The broadest measure of economic well-being is personal income. And over the decades, it has been the carrot that has perpetually dangled just out of our reach. Sometimes we get closer to the national average in personal income – either in rate of growth or total per person – and sometimes we fall back. But we never seem to catch up. Like Charlie Brown trying to kick Lucy’s elusive football, we forever fall short, but never give up trying. Whatever the list of failures and our place in the national rankings, we can never let go of the glorious dream of putting the game winner between the cross bars.

This magnificent obsession is unfortunate in the sense that it diverts our attention from examining the components of that income whose changes may contain good or bad news that we never even think about. For example, between 2009 and 2013, personal income in Maine increased from $48.9 billion to $54.5 billion, an increase of 11.3 percent. This growth was less than the national increase of 16.6 percent, thus showing that we had slipped further behind in the national income race. But because our population has been basically stable over the period, our income on a per capita basis has fallen behind the national average less rapidly. Our $41,000 figure now stands at 92 percent of the national average – pretty close in our long history of playing catch up.

But these gross measures hide far more interesting details. For instance, the net earnings of cross-border commuters (the earnings of Maine residents working outside Maine and of non-Maine residents working in Maine) has increased from $966 million to more than $1.1 billion over the period, an increase of 19 percent; far more than the national increase of only 11 percent. For those inclined to the glass half empty disposition, this leads to bemoaning the fact that so many Maine workers have to go to New Hampshire and Massachusetts to get work. Well yes, but how much of that earning is really just checks coming from businesses in New Hampshire, Massachusetts, New York, Raleigh, Palo Alto or Mumbai to workers who have convinced their employers to let them work at least some of the time in Maine? Formal and informal telecommuting is certainly a possible explanation for some of this increase, and thus an opportunity to try to build on.
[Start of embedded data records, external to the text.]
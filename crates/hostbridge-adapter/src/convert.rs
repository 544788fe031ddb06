//! Conversions between raw host invocation data and the http types the
//! canonical model is built from.

use http::header::HOST;
use http::{HeaderMap, HeaderName, HeaderValue, Method, Uri};

use hostbridge_core::{AdapterError, AdapterOptions, AdapterResult};

/// Parse a raw method token, uppercasing it first.
///
/// Hosts are inconsistent about method casing; the canonical form is
/// always the uppercased token. An empty or non-token string is a
/// malformed request, not a server fault.
pub fn parse_method(raw: &str) -> AdapterResult<Method> {
    let upper = raw.to_ascii_uppercase();
    Method::from_bytes(upper.as_bytes())
        .map_err(|_| AdapterError::MalformedRequest(format!("invalid method token: {raw:?}")))
}

/// Convert headers from a list of (name, value) tuples.
///
/// Duplicate names are appended in order, so multi-value headers keep
/// their relative order. Value bytes are stored verbatim; only the name
/// is normalized for case-insensitive lookup. Pairs that are not valid
/// header material are skipped.
pub fn headers_from_tuples(tuples: Vec<(String, Vec<u8>)>) -> HeaderMap {
    let mut map = HeaderMap::new();
    for (name, value) in tuples {
        if let (Ok(name), Ok(value)) = (
            HeaderName::from_bytes(name.as_bytes()),
            HeaderValue::from_bytes(&value),
        ) {
            map.append(name, value);
        }
    }
    map
}

/// Convert headers to a list of (name, value) tuples, one entry per
/// value so duplicates become repeated header lines.
pub fn headers_to_tuples(headers: &HeaderMap) -> Vec<(String, Vec<u8>)> {
    headers
        .iter()
        .map(|(name, value)| (name.as_str().to_string(), value.as_bytes().to_vec()))
        .collect()
}

/// Build the canonical absolute URL for a request.
///
/// An already-absolute target is parsed as-is. Otherwise the URL is
/// synthesized: scheme from the host's hint or the configured default,
/// authority from the hint, the `host` header, or the configured
/// default (`http://localhost` out of the box).
pub fn synthesize_uri(
    target: &str,
    scheme: Option<&str>,
    authority: Option<&str>,
    headers: &HeaderMap,
    options: &AdapterOptions,
) -> AdapterResult<Uri> {
    if target.contains("://") {
        return target
            .parse()
            .map_err(|e| AdapterError::MalformedRequest(format!("invalid url {target:?}: {e}")));
    }

    let scheme = scheme.unwrap_or(&options.default_scheme);
    let authority = authority
        .map(str::to_string)
        .or_else(|| {
            headers
                .get(HOST)
                .and_then(|v| v.to_str().ok())
                .map(str::to_string)
        })
        .unwrap_or_else(|| options.default_authority.clone());

    let path = match target {
        "" => "/".to_string(),
        "*" => "*".to_string(),
        t if t.starts_with('/') => t.to_string(),
        t => format!("/{t}"),
    };

    Uri::builder()
        .scheme(scheme)
        .authority(authority.as_str())
        .path_and_query(path.as_str())
        .build()
        .map_err(|e| AdapterError::MalformedRequest(format!("cannot synthesize url: {e}")))
}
The same can be said about the $4.2 billion income of non-farm proprietors. This income – going to sole proprietors and S corporations – increased by 22 percent over the 2009 to 2013 period and represented the equivalent of 17 percent of total wage and salary compensation in Maine in 2013. This trend also holds promise for Maine and deserves policy attention to small business mentoring and support programs rather than more hand-wringing about our lagging income totals.

Finally, income in Maine derived from dividends, interest and rent increased by more than $1.6 billion over the period. This amounted to an increase of 20 percent and brought our share of our total income derived from this source to nearly 18 percent, virtually equal to the national average. Clearly, this reflects Maine’s position as a desirable place for retirees, and thus another avenue for potential economic development initiatives. How can we build businesses to serve our growing retiree population? How can we find ways to engage our new retirees in their adopted communities? How can we bring their experiences to benefit local businesses and local schools?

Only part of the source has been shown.